Kelly D Brownell, Dean, Sanford School of Public Policy and Professor of Public Policy, Psychology and Neuroscience  

Office Location: 124 Sanford Building
Office Phone: (919) 613-7309
Duke Box: 90239
Email Address: kelly.brownell@duke.edu

Areas of Expertise

  • Food Policy
    • Obesity Prevention
    • World Hunger
    • Sustainability
    • Food Marketing
    • Food Taxes
  • Health Policy
    • Prevention of Noncommunicable Diseases
    • Health and Behavior

Education:
Clinical Psychology, PhD, Rutgers University, 1977
Clinical Psychology, MS, Rutgers University, 1975
Psychology, BS, Purdue University, 1973

Research Categories: Impact and Regulation of Food Marketing, Taxes and Food Policy, Law and Nutrition Policy

Representative Publications   (More Publications)

  1. Brownell, KD, and Gold, MS. Food and Addiction: A Comprehensive Handbook. Oxford University Press, 2012.
  2. Harris, JL, Schwartz, MB, Ustjanauskas, A, Ohri-Vachaspati, P, & Brownell, KD. "Effects of serving high-sugar cereals on children’s breakfast-eating behavior." Pediatrics 127.1 (2010): 71-76. [full]
  3. Brownell, KD, Farley, T, Willett, WC, Popkin, BM, Chaloupka, FJ, Thompson, JW, & Ludwig, DS. "The public health and economic benefits of taxing sugar-sweetened beverages." New England Journal of Medicine 361.16 (2009): 1599-1605. [NEJMhpr0905723]
  4. Gearhardt, AN, Yokum, S, Orr, PT, Stice, E, Corbin, WR, & Brownell, KD. "The neural correlates of food addiction." Archives of General Psychiatry 68 (2011): 808-816.  [abs]
  5. Brownell, KD, & Frieden, TR. "Ounces of prevention: The public policy case for taxes on sugared beverages." New England Journal of Medicine 360 (2009): 1805-1808. [NEJMp0902392]
  6. Brownell, KD, & Ludwig, DS. "The Supplemental Nutrition Assistance Program, soda, and USDA policy." JAMA 306 (2011): 1370-1371.
  7. Pomeranz, JL, & Brownell, KD. "Advancing public health obesity policy through state attorney’s general." American Journal of Public Health 101.3 (2011): 425-431. [available here]
  8. Pomeranz, JL, & Brownell, KD. "Portion sizes and beyond – government’s legal authority to regulate food-industry practices." New England Journal of Medicine 367 (2012): 1383-1385.

Bio/Profile
Kelly Brownell is Dean of the Sanford School of Public Policy at Duke University, and is a professor of public policy. He also serves on the board of directors of the Duke Global Health Institute.

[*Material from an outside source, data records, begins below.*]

//! Failures of external BLAST+ executables

use std::time::Duration;
use thiserror::Error;

#[derive(Error, Debug)]
pub enum SubprocessError {
    #[error("executable '{0}' was not found in the tools directory or on PATH")]
    NotFound(String),

    #[error("failed to start {program}: {source}")]
    Spawn {
        program: String,
        #[source]
        source: std::io::Error,
    },

    #[error("{program} exited with code {code}:\n{stderr}")]
    NonZeroExit {
        program: String,
        code: i32,
        stderr: String,
    },

    #[error("{program} was terminated by signal {signal}:\n{stderr}")]
    Signal {
        program: String,
        signal: i32,
        stderr: String,
    },

    #[error("{program} did not finish within {timeout:?} and was killed")]
    Timeout { program: String, timeout: Duration },

    #[error("failed to read output of {program}: {message}")]
    Output { program: String, message: String },
}

impl SubprocessError {
    /// Diagnostic text emitted by the external tool, if any
    pub fn stderr(&self) -> Option<&str> {
        match self {
            Self::NonZeroExit { stderr, .. } | Self::Signal { stderr, .. } => Some(stderr),
            _ => None,
        }
    }

    pub fn program(&self) -> &str {
        match self {
            Self::NotFound(program) => program,
            Self::Spawn { program, .. }
            | Self::NonZeroExit { program, .. }
            | Self::Signal { program, .. }
            | Self::Timeout { program, .. }
            | Self::Output { program, .. } => program,
        }
    }
}

#[cfg(test)]
mod tests {
    use super::*;

    #[test]
    fn test_nonzero_exit_keeps_stderr_verbatim() {
        let stderr = "BLAST Database error: No alias or index file found for nucleotide database [x]";
        let err = SubprocessError::NonZeroExit {
            program: "blastn".to_string(),
            code: 2,
            stderr: stderr.to_string(),
        };
        assert!(err.to_string().ends_with(stderr));
        assert_eq!(err.stderr(), Some(stderr));
        assert_eq!(err.program(), "blastn");
    }

    #[test]
    fn test_timeout_display() {
        let err = SubprocessError::Timeout {
            program: "tblastx".to_string(),
            timeout: Duration::from_secs(30),
        };
        assert_eq!(err.to_string(), "tblastx did not finish within 30s and was killed");
        assert!(err.stderr().is_none());

        let short = SubprocessError::Timeout {
            program: "blastn".to_string(),
            timeout: Duration::from_millis(300),
        };
        assert_eq!(short.to_string(), "blastn did not finish within 300ms and was killed");
    }
}
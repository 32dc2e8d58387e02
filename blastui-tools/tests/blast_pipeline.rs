#![cfg(unix)]

//! Register a database, locate the search program and run it, all against
//! the fake BLAST+ scripts.

use blastui_core::{BlastProgram, BlastUiError, SubprocessError};
use blastui_test::{fixtures, FakeBlast, TestEnvironment};
use blastui_tools::{
    run_search, BlastCommand, DatabaseRegistry, ProcessRunner, RegisterOptions, SearchParams,
    Tool, ToolLocator,
};
use pretty_assertions::assert_eq;
use std::time::Duration;

struct Fixture {
    env: TestEnvironment,
}

impl Fixture {
    fn new() -> Self {
        Self {
            env: TestEnvironment::new().unwrap(),
        }
    }

    fn locator(&self) -> ToolLocator {
        ToolLocator::with_dirs([self.env.bin_dir()])
    }

    fn registry(&self) -> DatabaseRegistry {
        DatabaseRegistry::new(self.env.databases_dir(), self.locator())
    }

    fn register_genomes(&self) -> blastui_tools::SequenceDatabase {
        let fasta = self.env.write_contigs("sampleA.fasta").unwrap();
        self.registry()
            .register("genomes", &[fasta], None, &RegisterOptions::default())
            .unwrap()
    }

    fn search(&self, blast: FakeBlast) -> Result<Vec<u8>, BlastUiError> {
        self.env.install_blast(&blast).unwrap();
        let db = self.registry().validate_indexed("genomes")?;
        let exe = self.locator().locate(Tool::from(BlastProgram::Blastn))?;

        let query = self
            .env
            .write_file("query.fasta", fixtures::nucleotide_queries())
            .unwrap();
        let command = BlastCommand::new(
            exe,
            BlastProgram::Blastn,
            &query,
            db.index_prefix(),
            SearchParams::default(),
        );
        let runner = ProcessRunner::new("blastn").with_timeout(Some(Duration::from_secs(10)));
        let output = run_search(&command, &runner, |_| {})?;
        Ok(output.stdout)
    }
}

#[test]
fn test_search_returns_payload_unchanged() {
    let fixture = Fixture::new();
    fixture.register_genomes();

    let stdout = fixture
        .search(FakeBlast::new("blastn").with_stdout(fixtures::extended_payload()))
        .unwrap();
    assert_eq!(String::from_utf8(stdout).unwrap(), fixtures::extended_payload());
}

#[test]
fn test_search_on_unindexed_database_fails_before_running() {
    let fixture = Fixture::new();
    let db = fixture.register_genomes();
    std::fs::remove_file(db.path.join("blastdb.nsq")).unwrap();

    let err = fixture.search(FakeBlast::new("blastn")).unwrap_err();
    assert!(matches!(err, BlastUiError::Validation(_)), "{err:?}");
}

#[test]
fn test_wrong_database_type_gets_hint() {
    let fixture = Fixture::new();
    fixture.register_genomes();

    let err = fixture
        .search(
            FakeBlast::new("blastn")
                .with_stderr("BLAST Database error: No alias or index file found for protein database [x]\n")
                .exit_code(2),
        )
        .unwrap_err();
    match err {
        BlastUiError::Subprocess(SubprocessError::NonZeroExit { code, stderr, .. }) => {
            assert_eq!(code, 2);
            assert!(stderr.starts_with("BLAST Database error"));
            assert!(stderr.contains("hint: blastn needs a nucleotide database"));
        }
        other => panic!("unexpected error: {other:?}"),
    }
}

#[test]
fn test_locator_reads_version() {
    let fixture = Fixture::new();
    fixture.env.install_blast(&FakeBlast::new("blastn")).unwrap();

    let locator = fixture.locator();
    assert_eq!(locator.version(Tool::Blastn).unwrap(), "2.15.0");
    assert!(locator.find(Tool::Blastp).is_none());

    let survey = locator.survey();
    let found: Vec<&str> = survey
        .iter()
        .filter(|(_, path)| path.is_some())
        .map(|(tool, _)| tool.name())
        .collect();
    assert_eq!(found, vec!["blastn", "makeblastdb"]);
}
//! Running BLAST searches

pub mod command;
pub mod params;

pub use command::{output_format, BlastCommand, OUTPUT_COLUMNS};
pub use params::SearchParams;

use crate::runner::{ProcessOutput, ProcessProgress, ProcessRunner};
use blastui_core::{BlastUiError, BlastUiResult, MoleculeType, SubprocessError};

/// Run a search and return its raw tabular payload.
///
/// A failing search keeps BLAST's stderr verbatim; a hint is appended when
/// the diagnostics point at a database of the wrong molecule type.
pub fn run_search<F>(
    command: &BlastCommand,
    runner: &ProcessRunner,
    progress: F,
) -> BlastUiResult<ProcessOutput>
where
    F: FnMut(&ProcessProgress),
{
    tracing::debug!("{}", command.display());

    let output = runner
        .run_with_progress(command.to_command(), progress)
        .map_err(|err| match err {
            BlastUiError::Subprocess(SubprocessError::NonZeroExit {
                program,
                code,
                stderr,
            }) => {
                let stderr = match database_type_hint(&stderr, command) {
                    Some(hint) => format!("{}\nhint: {}", stderr.trim_end(), hint),
                    None => stderr,
                };
                SubprocessError::NonZeroExit {
                    program,
                    code,
                    stderr,
                }
                .into()
            }
            other => other,
        })?;

    for line in output.stderr.lines().filter(|l| !l.trim().is_empty()) {
        tracing::warn!("{}: {}", command.program, line.trim());
    }

    Ok(output)
}

/// Recognise BLAST's complaint about a missing index of one molecule type
pub fn database_type_hint(stderr: &str, command: &BlastCommand) -> Option<String> {
    let wanted = command.program.database_type();
    for molecule in [MoleculeType::Nucleotide, MoleculeType::Protein] {
        let needle = format!("No alias or index file found for {} database", molecule);
        if stderr.contains(&needle) {
            let other = match molecule {
                MoleculeType::Nucleotide => MoleculeType::Protein,
                MoleculeType::Protein => MoleculeType::Nucleotide,
            };
            return Some(format!(
                "{} needs a {} database; '{}' has no {} index (is it a {} database?)",
                command.program,
                wanted,
                command.database.display(),
                molecule,
                other
            ));
        }
    }
    None
}

#[cfg(test)]
mod tests {
    use super::*;
    use blastui_core::BlastProgram;

    fn blastn_command() -> BlastCommand {
        BlastCommand::new(
            "blastn",
            BlastProgram::Blastn,
            "q.fasta",
            "/dbs/prots/blastdb",
            SearchParams::default(),
        )
    }

    #[test]
    fn test_hint_for_wrong_database_type() {
        let stderr = "BLAST Database error: No alias or index file found for nucleotide database [/dbs/prots/blastdb] in search path [/tmp::]\n";
        let hint = database_type_hint(stderr, &blastn_command()).unwrap();
        assert!(hint.contains("blastn needs a nucleotide database"));
        assert!(hint.contains("is it a protein database?"));
    }

    #[test]
    fn test_no_hint_for_other_errors() {
        assert!(database_type_hint("Segmentation fault", &blastn_command()).is_none());
    }

    #[cfg(unix)]
    #[test]
    fn test_run_search_appends_hint_after_verbatim_stderr() {
        use blastui_test::FakeBlast;

        let dir = tempfile::TempDir::new().unwrap();
        let stderr = "BLAST Database error: No alias or index file found for nucleotide database [db] in search path [::]\n";
        let exe = FakeBlast::new("blastn")
            .with_stderr(stderr)
            .exit_code(2)
            .install(dir.path())
            .unwrap();

        let mut command = blastn_command();
        command.executable = exe;
        let err = run_search(&command, &ProcessRunner::new("blastn"), |_| {}).unwrap_err();
        let BlastUiError::Subprocess(sub) = err else {
            panic!("expected a subprocess error");
        };
        let text = sub.stderr().unwrap();
        assert!(text.starts_with(stderr.trim_end()));
        assert!(text.contains("\nhint: blastn needs a nucleotide database"));
    }
}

In 2006 Time magazine listed Brownell among “The World’s 100 Most Influential People” in its special Time 100 issue featuring those “.. whose power, talent or moral example is transforming the world.” Brownell was elected to membership in the Institute of Medicine in 2006 and has received numerous awards and honors for his work, including the Lifetime Achievement Award from the American Psychological Association, Graduate Mentoring Award from Yale, the James McKeen Cattell Award from the New York Academy of Sciences, the Distinguished Alumni Award from Purdue University, the Lifetime Achievement Award from Rutgers University, and the Distinguished Scientific Award for the Applications of Psychology from the American Psychological Association.

Prior to joining the faculty at Duke, Brownell was at Yale University where he was the James Rowland Angell Professor of Psychology, professor of epidemiology and public health, and director of the Rudd Center for Food Policy and Obesity. While at Yale he served as chair of the department of psychology and as master of Silliman College.

Brownell has published 15 books and more than 350 scientific articles and chapters. He has served as president of several national organizations, including the Society of Behavioral Medicine, Association for the Advancement of Behavior Therapy and the Division of Health Psychology of the American Psychological Association.

Brownell has advised the White House, members of congress, governors, world health and nutrition organizations, and media leaders on issues of nutrition, obesity and public policy. He was cited as a “moral entrepreneur” with special influence on public discourse in a history of the obesity field and was cited by Time magazine as a leading “warrior” in the area of nutrition and public policy.